Enhanced permeability of tumor blood vessels in brain using focused ultrasound with microbubbles

Abstract

Several studies have demonstrated that focused ultrasound (FUS) in the presence of microbubbles is able to temporarily disrupt the blood-brain barrier (BBB) and deliver drugs to the central nervous system. While magnetic resonance-guided FUS (MRgFUS) treatments have shown promising results in targeted drug delivery, one question still remains how much the blood vessel permeability can be enhanced in tumors. This study was designed to investigate the FUS-induced enhancement of the blood vessel permeability in a specific tumor in the brain. Human breast cancer cells (BT 474) were inoculated directly into the brain of nude (nu/nu) rats (n = 15) as a metastatic tumor model. Guided by the MR images, the tumors were sonicated using a single element focused transducer at a frequency of 690 kHz for 60 s after the injection of microbubbles (Definity, 10 μl/kg). From the contrast-enhanced Tl-weighted MR images compared to Tl-weighted images, the average signal intensity in the tumor was found to increase by 14.3 ± 0.8% and 1.9 ± 0.3% with and without the FUS treatment, respectively.
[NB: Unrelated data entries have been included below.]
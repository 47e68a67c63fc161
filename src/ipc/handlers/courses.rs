use crate::achievements;
use crate::domain::fmt_ts;
use crate::ipc::error::{err, ok};
use crate::ipc::types::{AppState, Request};
use crate::progression;
use chrono::Utc;
use rusqlite::{Connection, OptionalExtension};
use serde_json::json;
use uuid::Uuid;

fn slugify(title: &str) -> String {
    let mut slug = String::with_capacity(title.len());
    let mut last_dash = true;
    for ch in title.chars() {
        if ch.is_ascii_alphanumeric() {
            slug.push(ch.to_ascii_lowercase());
            last_dash = false;
        } else if !last_dash {
            slug.push('-');
            last_dash = true;
        }
    }
    slug.trim_end_matches('-').to_string()
}

struct HandlerErr {
    code: &'static str,
    message: String,
}

impl HandlerErr {
    fn response(self, id: &str) -> serde_json::Value {
        err(id, self.code, self.message, None)
    }
}

fn require_teacher(conn: &Connection, user_id: &str) -> Result<(), HandlerErr> {
    let role: Option<String> = conn
        .query_row("SELECT role FROM users WHERE id = ?", [user_id], |r| r.get(0))
        .optional()
        .map_err(|e| HandlerErr {
            code: "db_query_failed",
            message: e.to_string(),
        })?;
    match role.as_deref() {
        None => Err(HandlerErr {
            code: "not_found",
            message: "teacher not found".to_string(),
        }),
        Some("teacher") | Some("admin") => Ok(()),
        Some(_) => Err(HandlerErr {
            code: "bad_params",
            message: "user is not a teacher".to_string(),
        }),
    }
}

fn handle_courses_create(state: &mut AppState, req: &Request) -> serde_json::Value {
    let Some(conn) = state.db.as_ref() else {
        return err(&req.id, "no_workspace", "select a workspace first", None);
    };

    let teacher_id = match req.params.get("teacherId").and_then(|v| v.as_str()) {
        Some(v) => v.to_string(),
        None => return err(&req.id, "bad_params", "missing teacherId", None),
    };
    let title = match req.params.get("title").and_then(|v| v.as_str()) {
        Some(v) => v.trim().to_string(),
        None => return err(&req.id, "bad_params", "missing title", None),
    };
    if title.is_empty() {
        return err(&req.id, "bad_params", "title must not be empty", None);
    }
    let slug = req
        .params
        .get("slug")
        .and_then(|v| v.as_str())
        .map(|v| v.trim().to_string())
        .filter(|v| !v.is_empty())
        .unwrap_or_else(|| slugify(&title));
    let description = req
        .params
        .get("description")
        .and_then(|v| v.as_str())
        .unwrap_or("")
        .to_string();

    if let Err(e) = require_teacher(conn, &teacher_id) {
        return e.response(&req.id);
    }

    let course_id = Uuid::new_v4().to_string();
    let insert = conn.execute(
        "INSERT INTO courses(id, teacher_id, title, slug, description) VALUES(?, ?, ?, ?, ?)",
        (&course_id, &teacher_id, &title, &slug, &description),
    );
    if let Err(e) = insert {
        if let rusqlite::Error::SqliteFailure(code, _) = &e {
            if code.code == rusqlite::ErrorCode::ConstraintViolation {
                return err(
                    &req.id,
                    "conflict",
                    "course slug already exists",
                    Some(json!({ "slug": slug })),
                );
            }
        }
        return err(
            &req.id,
            "db_insert_failed",
            e.to_string(),
            Some(json!({ "table": "courses" })),
        );
    }

    ok(&req.id, json!({ "courseId": course_id, "slug": slug }))
}

fn handle_courses_list(state: &mut AppState, req: &Request) -> serde_json::Value {
    let Some(conn) = state.db.as_ref() else {
        return ok(&req.id, json!({ "courses": [] }));
    };

    let include_deleted = req
        .params
        .get("includeDeleted")
        .and_then(|v| v.as_bool())
        .unwrap_or(false);

    let sql = if include_deleted {
        "SELECT c.id, c.teacher_id, c.title, c.slug, c.description, c.deleted_at,
                (SELECT COUNT(*) FROM lessons l WHERE l.course_id = c.id) AS lesson_count
         FROM courses c
         ORDER BY c.title"
    } else {
        "SELECT c.id, c.teacher_id, c.title, c.slug, c.description, c.deleted_at,
                (SELECT COUNT(*) FROM lessons l WHERE l.course_id = c.id) AS lesson_count
         FROM courses c
         WHERE c.deleted_at IS NULL
         ORDER BY c.title"
    };

    let mut stmt = match conn.prepare(sql) {
        Ok(s) => s,
        Err(e) => return err(&req.id, "db_query_failed", e.to_string(), None),
    };
    let rows = stmt
        .query_map([], |row| {
            Ok(json!({
                "id": row.get::<_, String>(0)?,
                "teacherId": row.get::<_, String>(1)?,
                "title": row.get::<_, String>(2)?,
                "slug": row.get::<_, String>(3)?,
                "description": row.get::<_, String>(4)?,
                "deletedAt": row.get::<_, Option<String>>(5)?,
                "lessonCount": row.get::<_, i64>(6)?
            }))
        })
        .and_then(|it| it.collect::<Result<Vec<_>, _>>());

    match rows {
        Ok(courses) => ok(&req.id, json!({ "courses": courses })),
        Err(e) => err(&req.id, "db_query_failed", e.to_string(), None),
    }
}

fn handle_courses_delete(state: &mut AppState, req: &Request) -> serde_json::Value {
    let Some(conn) = state.db.as_ref() else {
        return err(&req.id, "no_workspace", "select a workspace first", None);
    };

    let course_id = match req.params.get("courseId").and_then(|v| v.as_str()) {
        Some(v) => v.to_string(),
        None => return err(&req.id, "bad_params", "missing courseId", None),
    };

    let updated = match conn.execute(
        "UPDATE courses SET deleted_at = ? WHERE id = ? AND deleted_at IS NULL",
        (fmt_ts(Utc::now()), &course_id),
    ) {
        Ok(v) => v,
        Err(e) => return err(&req.id, "db_update_failed", e.to_string(), None),
    };
    if updated == 0 {
        return err(&req.id, "not_found", "course not found", None);
    }

    ok(&req.id, json!({ "ok": true }))
}

fn handle_lessons_create(state: &mut AppState, req: &Request) -> serde_json::Value {
    let Some(conn) = state.db.as_ref() else {
        return err(&req.id, "no_workspace", "select a workspace first", None);
    };

    let course_id = match req.params.get("courseId").and_then(|v| v.as_str()) {
        Some(v) => v.to_string(),
        None => return err(&req.id, "bad_params", "missing courseId", None),
    };
    let title = match req.params.get("title").and_then(|v| v.as_str()) {
        Some(v) => v.trim().to_string(),
        None => return err(&req.id, "bad_params", "missing title", None),
    };
    if title.is_empty() {
        return err(&req.id, "bad_params", "title must not be empty", None);
    }
    let xp_reward = req
        .params
        .get("xpReward")
        .and_then(|v| v.as_i64())
        .unwrap_or(0);
    if xp_reward < 0 {
        return err(&req.id, "bad_params", "xpReward must be >= 0", None);
    }

    let course_exists: Option<i64> = match conn
        .query_row(
            "SELECT 1 FROM courses WHERE id = ? AND deleted_at IS NULL",
            [&course_id],
            |r| r.get(0),
        )
        .optional()
    {
        Ok(v) => v,
        Err(e) => return err(&req.id, "db_query_failed", e.to_string(), None),
    };
    if course_exists.is_none() {
        return err(&req.id, "not_found", "course not found", None);
    }

    let sort_order: i64 = match conn.query_row(
        "SELECT COALESCE(MAX(sort_order), -1) + 1 FROM lessons WHERE course_id = ?",
        [&course_id],
        |r| r.get(0),
    ) {
        Ok(v) => v,
        Err(e) => return err(&req.id, "db_query_failed", e.to_string(), None),
    };

    let lesson_id = Uuid::new_v4().to_string();
    if let Err(e) = conn.execute(
        "INSERT INTO lessons(id, course_id, title, sort_order, xp_reward) VALUES(?, ?, ?, ?, ?)",
        (&lesson_id, &course_id, &title, sort_order, xp_reward),
    ) {
        return err(
            &req.id,
            "db_insert_failed",
            e.to_string(),
            Some(json!({ "table": "lessons" })),
        );
    }

    ok(&req.id, json!({ "lessonId": lesson_id, "sortOrder": sort_order }))
}

fn handle_lessons_list(state: &mut AppState, req: &Request) -> serde_json::Value {
    let Some(conn) = state.db.as_ref() else {
        return ok(&req.id, json!({ "lessons": [] }));
    };

    let course_id = match req.params.get("courseId").and_then(|v| v.as_str()) {
        Some(v) => v.to_string(),
        None => return err(&req.id, "bad_params", "missing courseId", None),
    };

    let mut stmt = match conn.prepare(
        "SELECT id, title, sort_order, xp_reward FROM lessons
         WHERE course_id = ?
         ORDER BY sort_order",
    ) {
        Ok(s) => s,
        Err(e) => return err(&req.id, "db_query_failed", e.to_string(), None),
    };
    let rows = stmt
        .query_map([&course_id], |row| {
            Ok(json!({
                "id": row.get::<_, String>(0)?,
                "title": row.get::<_, String>(1)?,
                "sortOrder": row.get::<_, i64>(2)?,
                "xpReward": row.get::<_, i64>(3)?
            }))
        })
        .and_then(|it| it.collect::<Result<Vec<_>, _>>());

    match rows {
        Ok(lessons) => ok(&req.id, json!({ "lessons": lessons })),
        Err(e) => err(&req.id, "db_query_failed", e.to_string(), None),
    }
}

fn handle_lessons_complete(state: &mut AppState, req: &Request) -> serde_json::Value {
    let Some(conn) = state.db.as_ref() else {
        return err(&req.id, "no_workspace", "select a workspace first", None);
    };

    let lesson_id = match req.params.get("lessonId").and_then(|v| v.as_str()) {
        Some(v) => v.to_string(),
        None => return err(&req.id, "bad_params", "missing lessonId", None),
    };
    let user_id = match req.params.get("userId").and_then(|v| v.as_str()) {
        Some(v) => v.to_string(),
        None => return err(&req.id, "bad_params", "missing userId", None),
    };

    let xp_reward: Option<i64> = match conn
        .query_row("SELECT xp_reward FROM lessons WHERE id = ?", [&lesson_id], |r| {
            r.get(0)
        })
        .optional()
    {
        Ok(v) => v,
        Err(e) => return err(&req.id, "db_query_failed", e.to_string(), None),
    };
    let Some(xp_reward) = xp_reward else {
        return err(&req.id, "not_found", "lesson not found", None);
    };

    let user_exists: Option<i64> = match conn
        .query_row("SELECT 1 FROM users WHERE id = ?", [&user_id], |r| r.get(0))
        .optional()
    {
        Ok(v) => v,
        Err(e) => return err(&req.id, "db_query_failed", e.to_string(), None),
    };
    if user_exists.is_none() {
        return err(&req.id, "not_found", "user not found", None);
    }

    let now = Utc::now();
    let insert = conn.execute(
        "INSERT INTO lesson_completions(lesson_id, user_id, completed_at) VALUES(?, ?, ?)",
        (&lesson_id, &user_id, fmt_ts(now)),
    );
    if let Err(e) = insert {
        if let rusqlite::Error::SqliteFailure(code, _) = &e {
            if code.code == rusqlite::ErrorCode::ConstraintViolation {
                return err(
                    &req.id,
                    "conflict",
                    "lesson already completed",
                    Some(json!({ "reason": "already_completed" })),
                );
            }
        }
        return err(
            &req.id,
            "db_insert_failed",
            e.to_string(),
            Some(json!({ "table": "lesson_completions" })),
        );
    }

    let streak = match progression::touch_streak(conn, &user_id, now.date_naive()) {
        Ok(v) => v,
        Err(e) => return e.response(&req.id),
    };
    let outcome = match progression::award_xp(conn, &user_id, xp_reward, "lesson_completed", now) {
        Ok(v) => v,
        Err(e) => return e.response(&req.id),
    };
    let unlocked = match achievements::check_unlocks(conn, &user_id, now) {
        Ok(v) => v,
        Err(e) => return e.response(&req.id),
    };

    ok(
        &req.id,
        json!({
            "xp": outcome.xp,
            "levelAfter": outcome.level_after,
            "leveledUp": outcome.level_after > outcome.level_before,
            "streakDays": streak,
            "unlocked": unlocked.iter().map(|a| a.code.clone()).collect::<Vec<_>>()
        }),
    )
}

pub fn try_handle(state: &mut AppState, req: &Request) -> Option<serde_json::Value> {
    match req.method.as_str() {
        "courses.create" => Some(handle_courses_create(state, req)),
        "courses.list" => Some(handle_courses_list(state, req)),
        "courses.delete" => Some(handle_courses_delete(state, req)),
        "lessons.create" => Some(handle_lessons_create(state, req)),
        "lessons.list" => Some(handle_lessons_list(state, req)),
        "lessons.complete" => Some(handle_lessons_complete(state, req)),
        _ => None,
    }
}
Two different larger molecule, dextrans (each 70 kD) were also tested. Compared to controls, the dextran uptake of the tumor increased 104.5 ± 0.4 times for Tetramethylrhodamine. For Texas Red, the uptake increased 29.5 ± 0.3 times. These results suggest a size-dependence on drug delivery enhancement in this tumor model. Small molecules might be transported across the blood-tumor barrier (BTB) without disruption of the barrier since tumors generally have leaky blood vessels. However, there are additional barriers to effective drug delivery in tumors, such as increased interstitial pressures, and even small molecule delivery may be enhanced. Large molecules may not leak freely from leaky tumor vessels and benefit more from ultrasound-enhancement.. Overall, these results suggest that the ultrasound bursts used to disrupt the BBB also enhance delivery of agents to tumors.